#### [Assignment]
Using the records below, report how many lines include "InvalidEmail", and give no more than the number.

Stored data entries
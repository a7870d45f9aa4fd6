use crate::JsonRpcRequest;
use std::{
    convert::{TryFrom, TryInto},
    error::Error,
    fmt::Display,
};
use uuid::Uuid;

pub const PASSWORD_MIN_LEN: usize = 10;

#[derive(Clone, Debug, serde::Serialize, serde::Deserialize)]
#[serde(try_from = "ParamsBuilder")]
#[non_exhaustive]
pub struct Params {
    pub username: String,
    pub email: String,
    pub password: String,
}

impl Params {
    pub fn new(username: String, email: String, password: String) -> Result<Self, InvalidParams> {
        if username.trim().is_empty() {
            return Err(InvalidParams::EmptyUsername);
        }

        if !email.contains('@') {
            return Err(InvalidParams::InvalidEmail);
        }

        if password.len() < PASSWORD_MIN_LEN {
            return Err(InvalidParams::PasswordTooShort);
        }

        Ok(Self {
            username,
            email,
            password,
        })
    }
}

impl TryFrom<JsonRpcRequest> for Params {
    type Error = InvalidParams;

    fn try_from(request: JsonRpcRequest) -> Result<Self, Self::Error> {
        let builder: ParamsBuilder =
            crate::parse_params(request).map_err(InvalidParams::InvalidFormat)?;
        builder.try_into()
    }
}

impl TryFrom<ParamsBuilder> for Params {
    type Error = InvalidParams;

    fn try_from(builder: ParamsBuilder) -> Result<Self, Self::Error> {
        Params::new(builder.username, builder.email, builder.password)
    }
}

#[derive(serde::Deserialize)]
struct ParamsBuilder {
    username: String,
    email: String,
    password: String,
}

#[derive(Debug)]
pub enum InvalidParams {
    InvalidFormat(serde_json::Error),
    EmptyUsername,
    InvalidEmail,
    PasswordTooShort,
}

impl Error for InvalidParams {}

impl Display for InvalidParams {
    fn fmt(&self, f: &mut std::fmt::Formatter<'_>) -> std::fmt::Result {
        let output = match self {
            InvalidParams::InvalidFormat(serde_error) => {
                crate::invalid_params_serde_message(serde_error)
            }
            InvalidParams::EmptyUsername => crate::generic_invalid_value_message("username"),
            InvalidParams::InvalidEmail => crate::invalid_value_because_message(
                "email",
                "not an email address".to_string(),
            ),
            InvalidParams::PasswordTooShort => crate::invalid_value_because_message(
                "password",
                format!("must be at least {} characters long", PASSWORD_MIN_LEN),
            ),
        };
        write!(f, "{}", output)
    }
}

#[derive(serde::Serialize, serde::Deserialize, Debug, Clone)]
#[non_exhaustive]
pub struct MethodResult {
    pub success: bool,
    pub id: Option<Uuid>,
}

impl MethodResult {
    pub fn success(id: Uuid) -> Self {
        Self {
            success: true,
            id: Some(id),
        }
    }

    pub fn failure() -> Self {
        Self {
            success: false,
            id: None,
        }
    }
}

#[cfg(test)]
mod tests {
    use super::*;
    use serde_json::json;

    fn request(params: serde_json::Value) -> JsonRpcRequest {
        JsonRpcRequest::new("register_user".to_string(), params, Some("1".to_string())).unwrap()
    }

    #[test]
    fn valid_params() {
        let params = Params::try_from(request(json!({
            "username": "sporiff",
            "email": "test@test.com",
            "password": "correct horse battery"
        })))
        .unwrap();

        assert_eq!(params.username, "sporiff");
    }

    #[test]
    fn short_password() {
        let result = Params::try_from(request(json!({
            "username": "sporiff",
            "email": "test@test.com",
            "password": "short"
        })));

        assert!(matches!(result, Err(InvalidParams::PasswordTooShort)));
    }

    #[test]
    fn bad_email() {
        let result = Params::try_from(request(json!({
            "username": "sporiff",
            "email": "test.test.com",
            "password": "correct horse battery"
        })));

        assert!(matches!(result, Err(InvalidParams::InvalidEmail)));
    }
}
--
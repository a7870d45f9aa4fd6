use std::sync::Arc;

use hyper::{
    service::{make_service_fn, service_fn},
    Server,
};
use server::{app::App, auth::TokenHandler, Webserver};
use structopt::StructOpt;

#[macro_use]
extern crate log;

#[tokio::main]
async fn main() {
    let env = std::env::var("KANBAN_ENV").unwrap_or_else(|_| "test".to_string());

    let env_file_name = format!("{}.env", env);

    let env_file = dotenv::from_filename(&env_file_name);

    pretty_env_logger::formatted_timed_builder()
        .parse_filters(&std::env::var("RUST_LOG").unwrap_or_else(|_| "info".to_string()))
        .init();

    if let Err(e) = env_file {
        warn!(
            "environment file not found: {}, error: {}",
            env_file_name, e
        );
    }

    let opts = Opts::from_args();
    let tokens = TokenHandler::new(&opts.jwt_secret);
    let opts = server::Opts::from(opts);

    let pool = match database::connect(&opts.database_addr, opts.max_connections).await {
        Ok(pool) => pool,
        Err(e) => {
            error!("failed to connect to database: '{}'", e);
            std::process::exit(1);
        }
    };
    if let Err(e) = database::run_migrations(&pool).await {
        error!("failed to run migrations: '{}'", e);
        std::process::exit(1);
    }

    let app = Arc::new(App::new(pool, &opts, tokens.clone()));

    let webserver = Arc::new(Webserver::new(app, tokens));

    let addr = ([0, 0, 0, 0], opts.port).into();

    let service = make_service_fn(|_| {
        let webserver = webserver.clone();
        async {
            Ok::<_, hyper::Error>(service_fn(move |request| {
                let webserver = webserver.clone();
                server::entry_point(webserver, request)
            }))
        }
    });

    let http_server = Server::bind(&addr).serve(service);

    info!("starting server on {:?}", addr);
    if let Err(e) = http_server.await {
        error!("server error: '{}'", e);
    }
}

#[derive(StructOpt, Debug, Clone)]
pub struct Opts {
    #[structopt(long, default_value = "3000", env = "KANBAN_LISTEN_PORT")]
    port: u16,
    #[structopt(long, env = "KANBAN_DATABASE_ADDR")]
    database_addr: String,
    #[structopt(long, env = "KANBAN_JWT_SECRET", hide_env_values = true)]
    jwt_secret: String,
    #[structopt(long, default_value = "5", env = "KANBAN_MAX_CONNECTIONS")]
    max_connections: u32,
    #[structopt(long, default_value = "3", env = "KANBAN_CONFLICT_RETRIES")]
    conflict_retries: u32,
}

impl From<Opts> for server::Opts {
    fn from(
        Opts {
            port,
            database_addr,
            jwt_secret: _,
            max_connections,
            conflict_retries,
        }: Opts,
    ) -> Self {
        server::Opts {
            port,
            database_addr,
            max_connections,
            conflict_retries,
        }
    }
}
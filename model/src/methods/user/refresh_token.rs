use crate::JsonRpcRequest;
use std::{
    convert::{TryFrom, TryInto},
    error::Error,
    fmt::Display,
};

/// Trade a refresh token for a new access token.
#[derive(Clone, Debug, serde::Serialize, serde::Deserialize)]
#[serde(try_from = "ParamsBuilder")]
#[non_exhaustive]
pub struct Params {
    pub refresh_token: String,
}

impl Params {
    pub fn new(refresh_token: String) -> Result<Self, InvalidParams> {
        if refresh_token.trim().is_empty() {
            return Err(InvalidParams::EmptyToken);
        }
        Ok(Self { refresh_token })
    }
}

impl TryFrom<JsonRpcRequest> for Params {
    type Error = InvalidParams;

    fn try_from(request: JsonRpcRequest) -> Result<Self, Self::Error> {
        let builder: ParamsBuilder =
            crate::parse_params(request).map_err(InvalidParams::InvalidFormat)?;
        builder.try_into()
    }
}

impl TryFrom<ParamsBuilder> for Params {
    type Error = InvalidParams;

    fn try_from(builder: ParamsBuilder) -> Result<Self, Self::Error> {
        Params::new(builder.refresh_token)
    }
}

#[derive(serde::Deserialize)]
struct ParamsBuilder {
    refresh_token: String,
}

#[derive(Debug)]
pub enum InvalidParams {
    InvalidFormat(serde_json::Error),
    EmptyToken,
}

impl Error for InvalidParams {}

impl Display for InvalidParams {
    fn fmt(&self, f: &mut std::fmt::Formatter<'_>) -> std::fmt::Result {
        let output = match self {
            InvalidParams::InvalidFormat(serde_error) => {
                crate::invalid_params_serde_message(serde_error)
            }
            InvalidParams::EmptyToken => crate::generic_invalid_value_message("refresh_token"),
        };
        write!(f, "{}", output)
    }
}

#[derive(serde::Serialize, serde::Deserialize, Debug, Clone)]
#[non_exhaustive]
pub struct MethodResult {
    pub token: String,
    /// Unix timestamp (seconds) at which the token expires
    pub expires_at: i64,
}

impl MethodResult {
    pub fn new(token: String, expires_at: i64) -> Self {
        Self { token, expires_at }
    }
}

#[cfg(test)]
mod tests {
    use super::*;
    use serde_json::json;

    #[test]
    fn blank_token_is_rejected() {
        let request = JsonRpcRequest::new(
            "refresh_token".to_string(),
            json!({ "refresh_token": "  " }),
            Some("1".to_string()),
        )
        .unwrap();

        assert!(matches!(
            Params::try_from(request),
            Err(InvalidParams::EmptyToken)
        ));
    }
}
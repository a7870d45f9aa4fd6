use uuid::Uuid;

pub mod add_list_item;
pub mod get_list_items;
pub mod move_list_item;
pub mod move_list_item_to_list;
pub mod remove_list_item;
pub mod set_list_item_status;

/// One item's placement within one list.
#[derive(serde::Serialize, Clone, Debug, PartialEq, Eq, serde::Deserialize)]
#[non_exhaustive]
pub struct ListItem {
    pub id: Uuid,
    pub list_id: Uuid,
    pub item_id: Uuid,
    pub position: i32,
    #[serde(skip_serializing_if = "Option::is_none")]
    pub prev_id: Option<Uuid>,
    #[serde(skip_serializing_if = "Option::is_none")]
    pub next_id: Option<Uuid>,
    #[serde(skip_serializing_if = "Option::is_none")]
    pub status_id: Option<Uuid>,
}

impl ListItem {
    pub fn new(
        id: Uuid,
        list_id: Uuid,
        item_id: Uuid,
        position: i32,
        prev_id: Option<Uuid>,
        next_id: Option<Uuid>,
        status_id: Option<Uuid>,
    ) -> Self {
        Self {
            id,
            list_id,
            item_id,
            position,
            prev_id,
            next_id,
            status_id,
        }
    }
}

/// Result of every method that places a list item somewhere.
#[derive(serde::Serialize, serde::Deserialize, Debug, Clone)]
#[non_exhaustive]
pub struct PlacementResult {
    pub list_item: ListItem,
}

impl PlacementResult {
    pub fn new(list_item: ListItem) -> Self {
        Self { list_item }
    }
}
--
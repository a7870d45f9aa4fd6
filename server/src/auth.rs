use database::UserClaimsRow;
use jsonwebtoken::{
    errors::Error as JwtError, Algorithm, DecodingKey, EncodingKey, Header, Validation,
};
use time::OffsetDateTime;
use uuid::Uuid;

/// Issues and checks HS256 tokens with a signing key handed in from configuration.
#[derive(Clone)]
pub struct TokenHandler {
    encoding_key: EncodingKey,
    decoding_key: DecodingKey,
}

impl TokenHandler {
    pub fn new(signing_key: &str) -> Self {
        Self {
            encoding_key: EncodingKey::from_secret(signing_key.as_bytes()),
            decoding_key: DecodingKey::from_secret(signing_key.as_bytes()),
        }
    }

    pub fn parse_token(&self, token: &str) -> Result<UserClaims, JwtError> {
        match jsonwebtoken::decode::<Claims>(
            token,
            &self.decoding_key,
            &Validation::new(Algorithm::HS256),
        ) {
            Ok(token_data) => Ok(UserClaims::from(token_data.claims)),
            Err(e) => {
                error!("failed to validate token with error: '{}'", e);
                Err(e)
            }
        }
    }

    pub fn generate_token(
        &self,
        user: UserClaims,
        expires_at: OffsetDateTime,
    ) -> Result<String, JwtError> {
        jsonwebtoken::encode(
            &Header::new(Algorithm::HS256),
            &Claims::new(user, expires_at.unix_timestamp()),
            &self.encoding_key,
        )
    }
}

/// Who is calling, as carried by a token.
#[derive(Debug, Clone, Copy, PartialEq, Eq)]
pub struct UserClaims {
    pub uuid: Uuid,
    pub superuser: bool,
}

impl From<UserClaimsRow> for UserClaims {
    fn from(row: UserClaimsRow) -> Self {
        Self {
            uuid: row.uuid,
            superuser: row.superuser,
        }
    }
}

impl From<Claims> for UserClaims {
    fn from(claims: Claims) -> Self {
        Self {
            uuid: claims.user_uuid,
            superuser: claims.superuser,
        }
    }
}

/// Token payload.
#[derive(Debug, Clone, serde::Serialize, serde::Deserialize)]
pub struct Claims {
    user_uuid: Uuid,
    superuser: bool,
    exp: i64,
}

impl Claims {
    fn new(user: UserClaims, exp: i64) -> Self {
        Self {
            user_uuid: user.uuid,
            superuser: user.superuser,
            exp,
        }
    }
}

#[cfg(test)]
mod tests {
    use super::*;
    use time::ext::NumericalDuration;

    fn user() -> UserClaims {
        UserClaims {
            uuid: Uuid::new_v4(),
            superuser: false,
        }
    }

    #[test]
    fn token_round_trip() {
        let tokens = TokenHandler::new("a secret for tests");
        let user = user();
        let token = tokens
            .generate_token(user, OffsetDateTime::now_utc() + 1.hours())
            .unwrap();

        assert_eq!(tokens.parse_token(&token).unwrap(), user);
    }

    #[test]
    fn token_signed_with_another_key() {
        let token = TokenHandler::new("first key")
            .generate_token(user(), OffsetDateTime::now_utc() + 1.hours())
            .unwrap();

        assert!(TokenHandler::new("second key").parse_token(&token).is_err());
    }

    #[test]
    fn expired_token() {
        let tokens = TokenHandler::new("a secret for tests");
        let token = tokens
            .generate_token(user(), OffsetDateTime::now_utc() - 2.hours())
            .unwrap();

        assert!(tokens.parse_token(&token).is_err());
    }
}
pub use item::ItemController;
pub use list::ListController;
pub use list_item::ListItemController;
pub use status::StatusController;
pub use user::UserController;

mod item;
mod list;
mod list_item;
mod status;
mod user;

#### [Task response]
4